1. Implemented with a convolutional layer with a stride of 2: the image reduction caused by the convolution process is to extract features. The downsampling process is a process of information loss, and the pooling layer is not learnable. Using a learnable convolutional layer with a stride of 2 instead of pooling can achieve better results, but of course it also increases a certain amount of calculation.

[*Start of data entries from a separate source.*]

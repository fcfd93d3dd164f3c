use routekit::cli;

fn main() {
    match cli::run_cli() {
        Ok(true) => {}
        Ok(false) => std::process::exit(1),
        Err(err) => {
            eprintln!("error: {err:#}");
            std::process::exit(2);
        }
    }
}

2. Implemented with a pooling layer with a stride of 2: Pooling downsampling is to reduce the dimensionality of features. Such as Max-pooling and Average-pooling, currently Max-pooling is usually used because it is simple to calculate and can better preserve texture features.

accomplish

The complete code is in DDIM/models/diffusion.py

class Upsample(nn.Module):
    def __init__(self, in_channels, with_conv):
        super().__init__()
        self.with_conv = with_conv
        if self.with_conv:
            self.conv = torch.nn.Conv2d(in_channels,
                                        in_channels,
                                        kernel_size=3,
                                        stride=1,
                                        padding=1)

    def forward(self, x):
        x = torch.nn.functional.interpolate(
            x, scale_factor=2.0, mode="nearest")
        if self.with_conv:
            x = self.conv(x)
        return x


class Downsample(nn.Module):
    def __init__(self, in_channels, with_conv):
        super().__init__()
        self.with_conv = with_conv
        if self.with_conv:
            # no asymmetric padding in torch conv, must do it ourselves
            self.conv = torch.nn.Conv2d(in_channels,
                                        in_channels,
                                        kernel_size=3,
                                        stride=2,
                                        padding=0)

    def forward(self, x):
        if self.with_conv:
            pad = (0, 1, 0, 1)
            x = torch.nn.functional.pad(x, pad, mode="constant", value=0)
            x = self.conv(x)
        else:
            x = torch.nn.functional.avg_pool2d(x, kernel_size=2, stride=2)
        return x

upsampling

Interpolate means interpolation

 x = torch.nn.functional.interpolate(
            x, scale_factor=2.0, mode="nearest")

def interpolate(

​ input: Any,
​ size: Any | None = …,
​ scale_factor: Any | None = …,
​ mode: str = …,
​ align_corners: Any | None = …,
​ recompute_scale_factor: Any | None = …,
​ antialias: bool = …) -> None

parameter:

  • input ( Tensor ) – input tensor.

  • size (int or Tuple*[int] or* Tuple*[int,* int] or Tuple*[int,* int, int]) –输出大小。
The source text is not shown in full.